I know several composers (who read and write music well) who still rely on others for the final (written) score. If this becomes even more common than it is today, maybe the market for dedicated score apps will shrink, because the same few people will take care of a lot of written scores on behalf of a larger number of composers. That seems like yet another reason to improve the score editors in programs like Logic (the list of unimplemented wishes from score users is very long and old) – and also for make score apps more DAW like, doesn't it?


----------



## Vik

Daryl said:


> Because it's quicker, and the demo rules. If the demo doesn't sound great, there is no way you're going to get the budget for live players with most producers, because they don't have the experience to read between the lines.
> 
> D


Wouldn't that mean that a good solution for a lot of people would be a program which both can handle notation very well and be fully capable of producing great demos?


----------



## Jaap

For all my commercial library work I just use Cubase. Though I prefer working with writing notes, it just takes up too much time and it's much quicker to write and produce straight into my DAW. However for my music that will be performed live, I use Finale and don't even bother to start up my DAW (unless they want a demo or something)


----------



## Rodney Money

Vik said:


> I kind of agree in the first part (but both Finale and Sibelius seem quite outdated to me), but again: what would such apps need in order to be very usable for people who rely on advanced string libraries, automation of CC1 and CC1 all over the place etc?

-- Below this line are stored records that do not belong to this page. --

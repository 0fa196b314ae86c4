//! de_meta command-line interface

use clap::Parser;
use log::LevelFilter;

use de_meta::cli::{Cli, Commands};
use de_meta::prelude::*;

fn main() {
    let cli = Cli::parse();

    let log_level = if cli.verbose {
        LevelFilter::Debug
    } else {
        LevelFilter::Info
    };
    env_logger::Builder::new()
        .filter_level(log_level)
        .format_timestamp(None)
        .init();

    let result = match cli.command {
        Commands::Correlation => run_correlation(&cli.data_dir, &cli.out_dir),
        Commands::Scatter => run_scatter(&cli.data_dir, &cli.out_dir),
        Commands::Pathways => run_pathways(&cli.data_dir, &cli.out_dir),
        Commands::Volcano => run_volcano(&cli.data_dir, &cli.out_dir),
        Commands::All => run_all(&cli.data_dir, &cli.out_dir),
    };

    if let Err(e) = result {
        log::error!("{}", e);
        std::process::exit(1);
    }
}
//! de_meta: exploratory comparison of differential gene-expression results
//! across independent acute- and chronic-exposure datasets
//!
//! The crate loads per-dataset spreadsheets of gene-level fold-change
//! statistics, harmonizes them into a common long format, merges them into
//! a gene x dataset matrix, and produces four artifact classes: a Pearson
//! correlation matrix with heatmap, an acute-vs-chronic extreme fold-change
//! scatter, a clustered pathway heatmap, and a volcano plot.
//!
//! # Example
//!
//! ```ignore
//! use de_meta::prelude::*;
//! use std::path::Path;
//!
//! run_all(Path::new("data"), Path::new("results"))?;
//! ```

pub mod analysis;
pub mod cli;
pub mod cluster;
pub mod data;
pub mod error;
pub mod io;
pub mod plot;
pub mod stats;

/// Prelude module for convenient imports
pub mod prelude {
    pub use crate::analysis::{
        run_correlation, run_pathways, run_scatter, run_volcano, Regulation,
    };
    pub use crate::data::{
        all_labels, datasets, harmonize_sheet, DatasetSpec, LongRecord, ModelFilter, WideMatrix,
    };
    pub use crate::error::{MetaError, Result};
    pub use crate::io::{read_sheet, Cell, Sheet};
    pub use crate::run_all;
    pub use crate::stats::{correlation_matrix, pearson, pearson_pvalue};
}

use std::path::Path;

use error::Result;

/// Run all four analyses in sequence against the same directories
pub fn run_all(data_dir: &Path, out_dir: &Path) -> Result<()> {
    analysis::run_correlation(data_dir, out_dir)?;
    analysis::run_scatter(data_dir, out_dir)?;
    analysis::run_pathways(data_dir, out_dir)?;
    analysis::run_volcano(data_dir, out_dir)?;
    Ok(())
}

#[cfg(test)]
mod tests {
    use crate::data::{harmonize_sheet, DatasetSpec, LongRecord, ModelFilter, WideMatrix};
    use crate::io::{Cell, Sheet};
    use crate::stats::correlation_matrix;

    /// End-to-end over two toy sheets: overlapping and non-overlapping
    /// genes, one shared label with conflicting values.
    #[test]
    fn test_harmonize_merge_correlate() {
        let spec_a = DatasetSpec {
            tag: "a",
            file: "a.xlsx",
            gene_column: "gene",
            fc_columns: &[("fc", "A")],
            filter: ModelFilter::None,
        };
        let spec_b = DatasetSpec {
            tag: "b",
            file: "b.xlsx",
            gene_column: "gene",
            fc_columns: &[("fc", "B"), ("fc2", "A")],
            filter: ModelFilter::None,
        };

        let sheet_a = Sheet::new(
            "a.xlsx",
            vec!["gene".to_string(), "fc".to_string()],
            vec![
                vec![Cell::Text("g1".to_string()), Cell::Number(1.0)],
                vec![Cell::Text("g2".to_string()), Cell::Number(2.0)],
                vec![Cell::Text("g3".to_string()), Cell::Number(3.0)],
                vec![Cell::Text("only_a".to_string()), Cell::Number(4.0)],
            ],
        );
        // B's fc2 column also claims label "A" with conflicting values;
        // concat order makes sheet A's values win
        let sheet_b = Sheet::new(
            "b.xlsx",
            vec!["gene".to_string(), "fc".to_string(), "fc2".to_string()],
            vec![
                vec![
                    Cell::Text("g1".to_string()),
                    Cell::Number(2.0),
                    Cell::Number(99.0),
                ],
                vec![
                    Cell::Text("g2".to_string()),
                    Cell::Number(4.1),
                    Cell::Number(99.0),
                ],
                vec![
                    Cell::Text("g3".to_string()),
                    Cell::Number(5.9),
                    Cell::Number(99.0),
                ],
                vec![Cell::Text("only_b".to_string()), Cell::Number(1.0), Cell::Empty],
            ],
        );

        let mut records: Vec<LongRecord> = Vec::new();
        records.extend(harmonize_sheet(&sheet_a, &spec_a).unwrap().records);
        records.extend(harmonize_sheet(&sheet_b, &spec_b).unwrap().records);

        let labels = vec!["A".to_string(), "B".to_string()];
        let wide = WideMatrix::from_long(&records, &labels);

        assert_eq!(wide.n_genes(), 5);
        // First-seen wins: g1's A value comes from sheet A
        let g1 = wide.genes().iter().position(|g| g == "G1").unwrap();
        assert_eq!(wide.get(g1, 0), Some(1.0));

        let columns: Vec<Vec<Option<f64>>> = (0..2).map(|i| wide.column(i)).collect();
        let m = correlation_matrix(&columns);
        // A and B overlap on g1..g3 with a near-linear positive relationship
        assert!(m[[0, 1]] > 0.99);
        assert_eq!(m[[0, 0]], 1.0);
        assert!((m[[0, 1]] - m[[1, 0]]).abs() < 1e-12);
    }
}
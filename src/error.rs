//! Error types for cross-dataset DE comparison

use thiserror::Error;

/// Main error type for de_meta operations
#[derive(Error, Debug)]
pub enum MetaError {
    #[error("Column '{column}' not found in {file}")]
    MissingColumn { column: String, file: String },

    #[error("Empty or missing worksheet in {file}")]
    EmptySheet { file: String },

    #[error("Empty data: {reason}")]
    EmptyData { reason: String },

    #[error("Invalid matrix: {reason}")]
    InvalidMatrix { reason: String },

    #[error("Plot rendering failed: {0}")]
    Plot(String),

    #[error("Spreadsheet error: {0}")]
    Spreadsheet(#[from] calamine::Error),

    #[error("CSV error: {0}")]
    Csv(#[from] csv::Error),

    #[error("IO error: {0}")]
    Io(#[from] std::io::Error),
}

/// Result type alias for de_meta operations
pub type Result<T> = std::result::Result<T, MetaError>;

impl MetaError {
    /// Wrap a plotters backend error (generic over the backend type)
    pub fn plot<E: std::fmt::Display>(err: E) -> Self {
        MetaError::Plot(err.to_string())
    }
}
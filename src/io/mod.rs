//! Input/Output: xlsx import and CSV export

mod csv;
mod xlsx;

pub use self::csv::write_matrix_csv;
pub use xlsx::{read_sheet, Cell, Sheet};
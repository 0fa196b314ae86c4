//! Command-line interface for de_meta

use std::path::PathBuf;

use clap::{Parser, Subcommand};

#[derive(Parser)]
#[command(name = "de_meta")]
#[command(version)]
#[command(about = "Cross-dataset comparison of differential gene-expression results")]
pub struct Cli {
    #[command(subcommand)]
    pub command: Commands,

    /// Directory holding the source spreadsheets
    #[arg(long, default_value = "data", global = true)]
    pub data_dir: PathBuf,

    /// Directory for exported artifacts, created if absent
    #[arg(long, default_value = "results", global = true)]
    pub out_dir: PathBuf,

    /// Enable verbose output
    #[arg(short, long, global = true)]
    pub verbose: bool,
}

#[derive(Subcommand)]
pub enum Commands {
    /// Pearson correlation matrix across datasets (CSV + heatmap PNG)
    #[command(
        long_about = "Pearson correlation matrix across datasets\n\n\
            Harmonizes all five datasets, merges them into a gene x dataset\n\
            matrix, and computes pairwise-complete Pearson correlations.\n\
            Exports the matrix as CSV and an annotated heatmap PNG."
    )]
    Correlation,

    /// Acute vs chronic extreme fold-change scatter
    #[command(
        long_about = "Acute vs chronic extreme fold-change scatter\n\n\
            Collapses each exposure group to the per-gene fold change of\n\
            maximum magnitude, correlates the two, and labels the most\n\
            extreme genes per quadrant plus the chronic extremes."
    )]
    Scatter,

    /// Clustered heatmap of top genes x top enriched pathways
    #[command(
        long_about = "Clustered heatmap of top genes x top enriched pathways\n\n\
            Restricts the gene-to-pathway mapping to the 50 most frequent\n\
            pathways and 50 strongest genes, then renders a hierarchically\n\
            clustered fold-change heatmap."
    )]
    Pathways,

    /// Volcano plot with Up/Down classification and curated labels
    #[command(
        long_about = "Volcano plot with Up/Down classification\n\n\
            Classifies genes by |log2FC| > 1 and p < 0.05, labels the top-10\n\
            genes per direction plus a curated list of consistently\n\
            regulated genes."
    )]
    Volcano,

    /// Run all four analyses in sequence
    All,
}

I cannot speak for Sibelius since I don't own it, but there is nothing about Finale being outdated when it comes to producing scores.


----------



## Daryl

Vik said:


> Wouldn't that mean that a good solution for a lot of people would be a program which both can handle notation very well and be fully capable of producing great demos?


In the short term that is a big ask. What would be better would be for two applications that can run seamlessly in tandem. However, I agree that if it was all one application, it would be good.

D


----------



## Jaap

Rodney Money said:


> I cannot speak for Sibelius since I don't own it, but there is nothing about Finale being outdated when it comes to producing scores.

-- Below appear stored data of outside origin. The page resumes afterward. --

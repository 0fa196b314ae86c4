//! Cross-dataset Pearson correlation matrix and heatmap

use std::fs;
use std::path::Path;

use crate::error::Result;
use crate::io::write_matrix_csv;
use crate::plot::correlation_heatmap;
use crate::stats::correlation_matrix;

const MATRIX_FILE: &str = "acute_vs_chronic_correlation.csv";
const HEATMAP_FILE: &str = "acute_vs_chronic_heatmap.png";

/// Compute the pairwise-complete Pearson matrix across all dataset labels
/// and export it as CSV plus an annotated heatmap.
pub fn run_correlation(data_dir: &Path, out_dir: &Path) -> Result<()> {
    fs::create_dir_all(out_dir)?;

    let (wide, _counts) = super::load_wide_matrix(data_dir)?;
    let labels = wide.labels().to_vec();

    let columns: Vec<Vec<Option<f64>>> =
        (0..labels.len()).map(|i| wide.column(i)).collect();
    let matrix = correlation_matrix(&columns);

    log::info!("Pearson correlation matrix:");
    for (i, label) in labels.iter().enumerate() {
        let row: Vec<String> = (0..labels.len())
            .map(|j| format!("{:>6.3}", matrix[[i, j]]))
            .collect();
        log::info!("  {:<12} {}", label, row.join(" "));
    }

    let matrix_path = out_dir.join(MATRIX_FILE);
    write_matrix_csv(&matrix_path, &labels, &matrix)?;
    log::info!("Correlation matrix saved to {}", matrix_path.display());

    let heatmap_path = out_dir.join(HEATMAP_FILE);
    correlation_heatmap(&heatmap_path, &labels, &matrix)?;
    log::info!("Heatmap saved to {}", heatmap_path.display());

    Ok(())
}
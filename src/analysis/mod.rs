//! Analysis subcommands
//!
//! Each submodule is a terminal consumer of the harmonized data: it loads
//! what it needs, computes its selection/statistics, and writes one or two
//! artifacts into the output directory.

mod correlation;
mod pathways;
mod scatter;
mod volcano;

pub use correlation::run_correlation;
pub use pathways::run_pathways;
pub use scatter::run_scatter;
pub use volcano::{run_volcano, Regulation};

use std::collections::BTreeMap;
use std::path::Path;

use crate::data::{all_labels, datasets, harmonize_sheet, LongRecord, WideMatrix};
use crate::error::Result;
use crate::io::read_sheet;

/// Load every registered dataset, harmonize, and merge into the wide
/// gene x dataset matrix. Also returns retained record counts per label.
pub fn load_wide_matrix(data_dir: &Path) -> Result<(WideMatrix, BTreeMap<String, usize>)> {
    let mut records: Vec<LongRecord> = Vec::new();
    let mut counts: BTreeMap<String, usize> = BTreeMap::new();

    for spec in datasets() {
        let sheet = read_sheet(data_dir.join(spec.file))?;
        let harmonized = harmonize_sheet(&sheet, spec)?;
        records.extend(harmonized.records);
        counts.extend(harmonized.counts);
    }

    log::info!("Genes considered per dataset:");
    for (label, n) in &counts {
        log::info!("  {:<12} {}", label, n);
    }

    let wide = WideMatrix::from_long(&records, &all_labels());
    log::info!("Merged matrix: {} genes x {} datasets", wide.n_genes(), wide.labels().len());

    Ok((wide, counts))
}
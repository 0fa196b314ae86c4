//! Dataset harmonization: raw worksheet rows to long-format records
//!
//! Every source dataset arrives with its own column names and, for two of
//! them, extra cell-model rows that must be filtered out. This module turns
//! each worksheet into a uniform stream of (gene, log2FC, dataset-label)
//! records and reports how many records each label retained.

use std::collections::BTreeMap;

use crate::data::{DatasetSpec, LongRecord};
use crate::error::Result;
use crate::io::Sheet;

/// Harmonization output for one source dataset
#[derive(Debug, Clone)]
pub struct HarmonizedDataset {
    pub records: Vec<LongRecord>,
    /// Retained record count per output label, post-filter and post-coercion
    pub counts: BTreeMap<String, usize>,
}

/// Harmonize one worksheet according to its registry entry.
///
/// Steps, in order: optional `model` filter, numeric coercion of the
/// fold-change columns (non-numeric cells become missing), dropping rows
/// with no usable fold change, uppercasing and trimming the gene symbol,
/// and expansion to one record per (gene, fold-change column) pair.
pub fn harmonize_sheet(sheet: &Sheet, spec: &DatasetSpec) -> Result<HarmonizedDataset> {
    let gene_col = sheet.column_index(spec.gene_column)?;
    let fc_cols: Vec<(usize, &str)> = spec
        .fc_columns
        .iter()
        .map(|(col, label)| Ok((sheet.column_index(col)?, *label)))
        .collect::<Result<_>>()?;

    // The model filter only applies when the sheet carries the column
    let model_col = sheet.find_column("model");

    let mut records = Vec::new();
    let mut counts: BTreeMap<String, usize> = BTreeMap::new();
    for (_, label) in &fc_cols {
        counts.insert(label.to_string(), 0);
    }

    let mut filtered_rows = 0usize;
    for row in 0..sheet.n_rows() {
        if let Some(mc) = model_col {
            let model = sheet.cell(row, mc).as_text().unwrap_or_default();
            if !spec.filter.keeps(&model) {
                continue;
            }
        }
        filtered_rows += 1;

        let values: Vec<Option<f64>> = fc_cols
            .iter()
            .map(|(c, _)| sheet.cell(row, *c).as_number())
            .collect();
        if values.iter().all(Option::is_none) {
            continue;
        }

        let gene = match sheet.cell(row, gene_col).as_text() {
            Some(g) => g.to_uppercase(),
            None => continue,
        };

        for ((_, label), value) in fc_cols.iter().zip(&values) {
            if let Some(log_fc) = value {
                records.push(LongRecord {
                    gene: gene.clone(),
                    log_fc: *log_fc,
                    dataset: label.to_string(),
                });
                *counts.get_mut(*label).unwrap() += 1;
            }
        }
    }

    if model_col.is_some() {
        log::info!(
            "{}: model filter kept {} of {} rows",
            spec.tag,
            filtered_rows,
            sheet.n_rows()
        );
    }

    Ok(HarmonizedDataset { records, counts })
}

I completely agree with this. I am still using Finale 2011 and doesn't feel outdated or limited at all when it comes down to creating scores. I must admist I never tried to make Finale run any vst or to make a realistic playback file with it. I use Cubase for that. Finale is for scores and Cubase for produced music.


----------



## Daryl

Jaap said:


> I am still using Finale 2011 and doesn't feel outdated or limited at all when it comes down to creating scores. I must admit I never tried to make Finale run any vst or to make a realistic playback file with it. I use Cubase for that. Finale is for scores and Cubase for produced music.

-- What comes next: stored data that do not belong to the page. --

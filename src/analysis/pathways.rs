//! Clustered heatmap of top genes x top enriched pathways

use std::collections::HashMap;
use std::fs;
use std::path::Path;

use crate::cluster::leaf_order;
use crate::error::{MetaError, Result};
use crate::io::{read_sheet, Sheet};
use crate::plot::clustered_heatmap;

const INPUT_FILE: &str = "gene_functional_terms_mapping_w_fc.xlsx";
const OUTPUT_FILE: &str = "clustermap_pathways_top_genes.png";
const TOP_TERMS: usize = 50;
const TOP_GENES: usize = 50;
const COLOR_LIMIT: f64 = 3.0;

/// One gene-to-pathway association with its fold change
#[derive(Debug, Clone)]
pub struct PathwayRecord {
    pub gene: String,
    /// "{term_code}: {functional_term}"
    pub term_label: String,
    pub log_fc: f64,
}

/// The selected pathway x gene matrix, missing combinations filled with 0
#[derive(Debug)]
pub struct PathwayMatrix {
    pub terms: Vec<String>,
    pub genes: Vec<String>,
    /// Row-major, terms x genes
    pub values: Vec<Vec<f64>>,
}

fn parse_records(sheet: &Sheet) -> Result<Vec<PathwayRecord>> {
    let gene_col = sheet.column_index("gene")?;
    let term_col = sheet.column_index("functional_term")?;
    let code_col = sheet.column_index("term_code")?;
    let fc_col = sheet.column_index("log2FC")?;

    let mut records = Vec::new();
    for row in 0..sheet.n_rows() {
        let Some(gene) = sheet.cell(row, gene_col).as_text() else {
            continue;
        };
        let Some(log_fc) = sheet.cell(row, fc_col).as_number() else {
            continue;
        };
        let term = sheet.cell(row, term_col).as_text().unwrap_or_default();
        let code = sheet.cell(row, code_col).as_text().unwrap_or_default();
        records.push(PathwayRecord {
            gene: gene.to_uppercase(),
            term_label: format!("{}: {}", code, term),
            log_fc,
        });
    }
    Ok(records)
}

/// Selection pipeline: top terms by row count, (gene, term) dedup keeping
/// the larger |log2FC|, top genes by max |log2FC|, pivot with zero fill.
pub fn select_matrix(
    records: &[PathwayRecord],
    top_terms: usize,
    top_genes: usize,
) -> PathwayMatrix {
    // Most frequent term labels; ties break by label for determinism
    let mut term_counts: HashMap<&str, usize> = HashMap::new();
    for rec in records {
        *term_counts.entry(rec.term_label.as_str()).or_insert(0) += 1;
    }
    let mut ranked: Vec<(&str, usize)> = term_counts.into_iter().collect();
    ranked.sort_by(|a, b| b.1.cmp(&a.1).then_with(|| a.0.cmp(b.0)));
    let kept_terms: std::collections::HashSet<&str> =
        ranked.iter().take(top_terms).map(|(t, _)| *t).collect();

    // Dedupe (gene, term), keeping the larger |log2FC| (first wins on tie)
    let mut deduped: HashMap<(&str, &str), f64> = HashMap::new();
    for rec in records {
        if !kept_terms.contains(rec.term_label.as_str()) {
            continue;
        }
        deduped
            .entry((rec.gene.as_str(), rec.term_label.as_str()))
            .and_modify(|v| {
                if rec.log_fc.abs() > v.abs() {
                    *v = rec.log_fc;
                }
            })
            .or_insert(rec.log_fc);
    }

    // Top genes by maximum |log2FC| across the restricted table
    let mut gene_max: HashMap<&str, f64> = HashMap::new();
    for (&(gene, _), &fc) in &deduped {
        let entry = gene_max.entry(gene).or_insert(0.0);
        if fc.abs() > *entry {
            *entry = fc.abs();
        }
    }
    let mut gene_rank: Vec<(&str, f64)> = gene_max.into_iter().collect();
    gene_rank.sort_by(|a, b| {
        b.1.partial_cmp(&a.1)
            .unwrap_or(std::cmp::Ordering::Equal)
            .then_with(|| a.0.cmp(b.0))
    });
    let kept_genes: std::collections::HashSet<&str> =
        gene_rank.iter().take(top_genes).map(|(g, _)| *g).collect();

    // Surviving cells; terms or genes losing every cell drop out entirely
    let cells: Vec<(&str, &str, f64)> = deduped
        .iter()
        .filter(|((gene, _), _)| kept_genes.contains(*gene))
        .map(|(&(gene, term), &fc)| (term, gene, fc))
        .collect();

    let mut terms: Vec<String> = cells.iter().map(|c| c.0.to_string()).collect();
    terms.sort();
    terms.dedup();
    let mut genes: Vec<String> = cells.iter().map(|c| c.1.to_string()).collect();
    genes.sort();
    genes.dedup();

    let term_idx: HashMap<&str, usize> =
        terms.iter().enumerate().map(|(i, t)| (t.as_str(), i)).collect();
    let gene_idx: HashMap<&str, usize> =
        genes.iter().enumerate().map(|(i, g)| (g.as_str(), i)).collect();

    let mut values = vec![vec![0.0f64; genes.len()]; terms.len()];
    for (term, gene, fc) in cells {
        values[term_idx[term]][gene_idx[gene]] = fc;
    }

    PathwayMatrix {
        terms,
        genes,
        values,
    }
}

fn reorder<T: Clone>(items: &[T], order: &[usize]) -> Vec<T> {
    order.iter().map(|&i| items[i].clone()).collect()
}

/// Run the pathway clustering analysis end to end
pub fn run_pathways(data_dir: &Path, out_dir: &Path) -> Result<()> {
    fs::create_dir_all(out_dir)?;

    let sheet = read_sheet(data_dir.join(INPUT_FILE))?;
    let records = parse_records(&sheet)?;
    log::info!("{}: {} gene-pathway associations", INPUT_FILE, records.len());

    let matrix = select_matrix(&records, TOP_TERMS, TOP_GENES);
    if matrix.terms.is_empty() {
        return Err(MetaError::EmptyData {
            reason: "no pathways left after selection".to_string(),
        });
    }
    log::info!(
        "Selected {} pathways x {} genes for clustering",
        matrix.terms.len(),
        matrix.genes.len()
    );

    // Cluster rows, then columns on the transposed matrix
    let row_order = leaf_order(&matrix.values);
    let transposed: Vec<Vec<f64>> = (0..matrix.genes.len())
        .map(|j| matrix.values.iter().map(|row| row[j]).collect())
        .collect();
    let col_order = leaf_order(&transposed);

    let terms = reorder(&matrix.terms, &row_order);
    let genes = reorder(&matrix.genes, &col_order);
    let values: Vec<Vec<f64>> = row_order
        .iter()
        .map(|&i| col_order.iter().map(|&j| matrix.values[i][j]).collect())
        .collect();

    let out_path = out_dir.join(OUTPUT_FILE);
    clustered_heatmap(&out_path, &terms, &genes, &values, COLOR_LIMIT)?;
    log::info!("Clustered heatmap saved to {}", out_path.display());

    Ok(())
}

#[cfg(test)]
mod tests {
    use super::*;

    fn rec(gene: &str, term: &str, log_fc: f64) -> PathwayRecord {
        PathwayRecord {
            gene: gene.to_string(),
            term_label: term.to_string(),
            log_fc,
        }
    }

    #[test]
    fn test_duplicate_gene_term_keeps_larger_abs() {
        let records = vec![
            rec("A", "T1: term", 1.0),
            rec("A", "T1: term", -3.0),
            rec("A", "T1: term", 2.0),
        ];
        let m = select_matrix(&records, 10, 10);
        assert_eq!(m.terms, vec!["T1: term".to_string()]);
        assert_eq!(m.values[0][0], -3.0);
    }

    #[test]
    fn test_top_terms_by_frequency() {
        let mut records = Vec::new();
        for i in 0..3 {
            records.push(rec(&format!("G{}", i), "COMMON: a", 1.0));
        }
        records.push(rec("G0", "RARE: b", 5.0));
        let m = select_matrix(&records, 1, 10);
        assert_eq!(m.terms, vec!["COMMON: a".to_string()]);
    }

    #[test]
    fn test_top_genes_by_max_abs_fc() {
        let records = vec![
            rec("BIG", "T: t", -8.0),
            rec("MID", "T: t", 4.0),
            rec("SMALL", "T: t", 0.5),
        ];
        let m = select_matrix(&records, 10, 2);
        assert_eq!(m.genes, vec!["BIG".to_string(), "MID".to_string()]);
    }

    #[test]
    fn test_missing_combinations_fill_zero() {
        let records = vec![rec("A", "T1: t", 2.0), rec("B", "T2: u", -1.0)];
        let m = select_matrix(&records, 10, 10);
        assert_eq!(m.terms.len(), 2);
        assert_eq!(m.genes.len(), 2);
        let total: f64 = m.values.iter().flatten().map(|v| v.abs()).sum();
        assert_eq!(total, 3.0);
        // A has no value for T2
        let t2 = m.terms.iter().position(|t| t == "T2: u").unwrap();
        let a = m.genes.iter().position(|g| g == "A").unwrap();
        assert_eq!(m.values[t2][a], 0.0);
    }

    #[test]
    fn test_term_dropped_when_its_genes_lose_selection() {
        // LONELY's only association is with a gene that misses the top-1 cut
        let records = vec![
            rec("KEEP", "T1: t", 9.0),
            rec("DROP", "T2: u", 0.1),
        ];
        let m = select_matrix(&records, 10, 1);
        assert_eq!(m.terms, vec!["T1: t".to_string()]);
        assert_eq!(m.genes, vec!["KEEP".to_string()]);
    }
}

It all depends on what level of the industry you are working at. Every film I've worked on has been notated in Sibelius, and I'd be surprised if many of the blockbusters that one sees down at the local multiplex have had scores notated in Cubase, or any other sequencer for that matter. In order to be outdated, there would have to be something better. The days of engraving in SCORE for film are certainly gone, but at the top level it's Sibelius or Finale.

D


----------



## KEnK

EastWest Lurker said:


> It is the McDonaldsization of artistic endeavor.


HEY!

Isn't that something I say all the time??


k


----------



## Christof

Finale vs.Sibelius= Cubase vs.Logic.


----------



## sleepy hollow

A quote from the movie Twelve Monkeys:



> Don't mock me, my friend. It's a condition of mental divergence. I find myself on the planet Ogo, part of an intellectual elite, preparing to subjugate the barbarian hordes on Pluto. But even though this is a totally convincing reality for me in every way, nevertheless Ogo is actually a construct of my psyche. I am mentally divergent in that I am escaping certain unnamed realities that plague my life here. When I stop going there, I will be well. Are you also divergent, friend?


----------



## pkm

Vik said:


> Wouldn't that mean that a good solution for a lot of people would be a program which both can handle notation very well and be fully capable of producing great demos?


I have no desire for a hammer that can make blueprints.


----------



## Peter Costa

pkm said:


> I have no desire for a hammer that can make blueprints.



maybe Hammer with a pencil at one end? leads to very bad Carpal Tunnel. 

However uncomfortable it might seem, I'd actually really benefit from this hybrid application and I know many others who anticipate the same.


----------



## jacobthestupendous

Rodney Money said:


> So is that a compliment to me or not?


Definitely a complement.


----------



## Vik

Jaap said:


> I am still using Finale 2011 and doesn't feel outdated or limited at all when it comes down to creating scores. I must admist I never tried to make Finale run any vst or to make a realistic playback file with it. I use Cubase for that. Finale is for scores and Cubase for produced music.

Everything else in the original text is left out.